As shown in Figure 11, this embodiment uses the manufacturing method in Embodiment 2 to manufacture three vertical strip capacitors on the same wafer substrate, wherein 301 is an insulating layer, 302 is a conductive layer, and 303 is a dielectric layer , and then use the surface interconnection process to form the interdigitated electrode S32 to form a parallel capacitor structure.

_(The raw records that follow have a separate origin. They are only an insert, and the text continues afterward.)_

//! Pure input validation. No I/O, no store access.
//!
//! The engine calls these in a fixed order: structural checks (presence,
//! parse) first, then cross-field checks (id distinctness), then
//! state-dependent checks (existence, sufficiency). Each failure
//! short-circuits the rest.

use rust_decimal::Decimal;
use std::str::FromStr;

/// Validation errors, each tied to the request field that failed.
#[derive(Debug, thiserror::Error, Clone, PartialEq, Eq)]
pub enum ValidationError {
    #[error("field '{field}' is required")]
    Missing { field: &'static str },

    #[error("field '{field}' must not be null")]
    Null { field: &'static str },

    #[error("id must be a non-negative integer, got {id}")]
    NegativeId { field: &'static str, id: i64 },

    #[error("sender and receiver ids must differ, both are {0}")]
    EqualIds(i64),

    #[error("amount must be a positive decimal string, got '{0}'")]
    BadAmount(String),

    #[error("reason must be a non-empty string")]
    EmptyReason,

    #[error("balance {have} is below the requested amount {want}")]
    ShortBalance { have: Decimal, want: Decimal },

    #[error("'{field}' must be an integer, got '{value}'")]
    BadNumber { field: &'static str, value: String },

    #[error("unknown sort key '{0}', expected one of: id, date, amount")]
    UnknownSortKey(String),

    #[error("limit must be between 1 and 1000, got {0}")]
    LimitOutOfRange(i64),

    #[error("offset must be non-negative, got {0}")]
    OffsetOutOfRange(i64),
}

impl ValidationError {
    /// The JSON field name to report in a problem detail.
    pub fn field(&self) -> &'static str {
        match self {
            Self::Missing { field } | Self::Null { field } => field,
            Self::NegativeId { field, .. } => field,
            Self::EqualIds(_) => "toId",
            Self::BadAmount(_) | Self::ShortBalance { .. } => "amount",
            Self::EmptyReason => "reason",
            Self::UnknownSortKey(_) => "order_by",
            Self::LimitOutOfRange(_) => "limit",
            Self::OffsetOutOfRange(_) => "offset",
            Self::BadNumber { field, .. } => field,
        }
    }
}

/// Reject negative account ids.
pub fn validate_id(field: &'static str, id: i64) -> Result<(), ValidationError> {
    if id < 0 {
        return Err(ValidationError::NegativeId { field, id });
    }
    Ok(())
}

/// Reject negative or equal sender/receiver ids.
pub fn validate_ids(from: i64, to: i64) -> Result<(), ValidationError> {
    validate_id("fromId", from)?;
    validate_id("toId", to)?;
    if from == to {
        return Err(ValidationError::EqualIds(from));
    }
    Ok(())
}

/// Parse an amount string as a strictly positive decimal.
pub fn parse_amount(s: &str) -> Result<Decimal, ValidationError> {
    let amount =
        Decimal::from_str(s.trim()).map_err(|_| ValidationError::BadAmount(s.to_string()))?;
    if amount <= Decimal::ZERO {
        return Err(ValidationError::BadAmount(s.to_string()));
    }
    Ok(amount)
}

/// Reject a debit that would drive the balance negative.
pub fn validate_balance(balance: Decimal, amount: Decimal) -> Result<(), ValidationError> {
    if balance < amount {
        return Err(ValidationError::ShortBalance {
            have: balance,
            want: amount,
        });
    }
    Ok(())
}

/// Substitute a default for an absent or empty optional query parameter.
pub fn query_key_or<'a>(value: Option<&'a str>, default: &'a str) -> &'a str {
    match value {
        Some(s) if !s.is_empty() => s,
        _ => default,
    }
}

#[cfg(test)]
mod tests {
    use super::*;
    use rust_decimal_macros::dec;

    #[test]
    fn id_negative_rejected() {
        assert!(validate_id("id", 0).is_ok());
        assert!(validate_id("id", 42).is_ok());
        assert_eq!(
            validate_id("fromId", -1),
            Err(ValidationError::NegativeId {
                field: "fromId",
                id: -1
            })
        );
    }

    #[test]
    fn ids_checked_before_distinctness() {
        // negative ids are reported first, even when also equal
        assert_eq!(
            validate_ids(-5, -5),
            Err(ValidationError::NegativeId {
                field: "fromId",
                id: -5
            })
        );
        assert_eq!(validate_ids(1, 1), Err(ValidationError::EqualIds(1)));
        assert!(validate_ids(1, 2).is_ok());
    }

    #[test]
    fn amount_parsing() {
        assert_eq!(parse_amount("200"), Ok(dec!(200)));
        assert_eq!(parse_amount(" 10.50 "), Ok(dec!(10.50)));
        assert!(parse_amount("").is_err());
        assert!(parse_amount("abc").is_err());
        assert!(parse_amount("0").is_err());
        assert!(parse_amount("-3").is_err());
    }

    #[test]
    fn balance_sufficiency() {
        assert!(validate_balance(dec!(100), dec!(100)).is_ok());
        assert_eq!(
            validate_balance(dec!(50), dec!(100)),
            Err(ValidationError::ShortBalance {
                have: dec!(50),
                want: dec!(100)
            })
        );
    }

    #[test]
    fn query_key_defaults() {
        assert_eq!(query_key_or(None, "id"), "id");
        assert_eq!(query_key_or(Some(""), "id"), "id");
        assert_eq!(query_key_or(Some("date"), "id"), "date");
    }

    #[test]
    fn error_names_the_json_field() {
        assert_eq!(parse_amount("x").unwrap_err().field(), "amount");
        assert_eq!(validate_ids(3, 3).unwrap_err().field(), "toId");
        assert_eq!(
            ValidationError::Missing { field: "reason" }.field(),
            "reason"
        );
    }
}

The above descriptions are only preferred embodiments of the present invention, and are not intended to limit the present invention. For those skilled in the art, the present invention may have various modifications and changes. Any modifications, equivalent replacements, improvements, etc. made within the spirit and principles of the present invention shall be included within the protection scope of the present invention.

Claims (4)

1. A manufacturing method of an upright return-shaped capacitor structure, comprising the steps of: Step 1, using deep reactive ion etching technology to form a deep trench structure perpendicular to the bottom surface of the substrate on the wafer substrate; Step 2, depositing an insulating layer on the inner sidewall of the deep trench structure and the upper surface of the wafer substrate; Step 3, depositing a conductive layer on the insulating layer; Step 4, filling a dielectric material in the deep trench formed by the conductive layer to form a dielectric layer; Step 5, removing the dielectric layer and the conductive layer on the upper surface of the wafer substrate; Step 6, thinning the lower surface of the wafer substrate until the conductive layer is exposed. 2. The manufacturing method of a vertical loop capacitor structure according to claim 1, characterized in that, the shape of the deep groove can also be a circular ring or a polygonal ring. 3. A manufacturing method of an upright strip capacitor structure, comprising the steps of: Step 1, making two strip-shaped deep groove structures side by side on the wafer substrate; Step 2, depositing an insulating layer on the inner sidewall of the strip-shaped deep trench structure and the upper surface of the wafer substrate; Step 3, filling the deep groove between the insulating layers with conductive material to form two strip-shaped conductive layers; Step 4, removing the wafer substrate and insulating layer between the two strip-shaped conductive layers by means of etching to form an upright deep trench structure equal in height to the conductive layer; Step 5, filling the deep trench structure formed in step 4 with a dielectric material to form a dielectric layer; In step 6, thinning is performed on the back of the wafer substrate until the conductive layer is exposed. 4 . The method for manufacturing a vertical strip capacitor structure according to claim 3 , wherein the strip shape includes a rectangle or a polygon.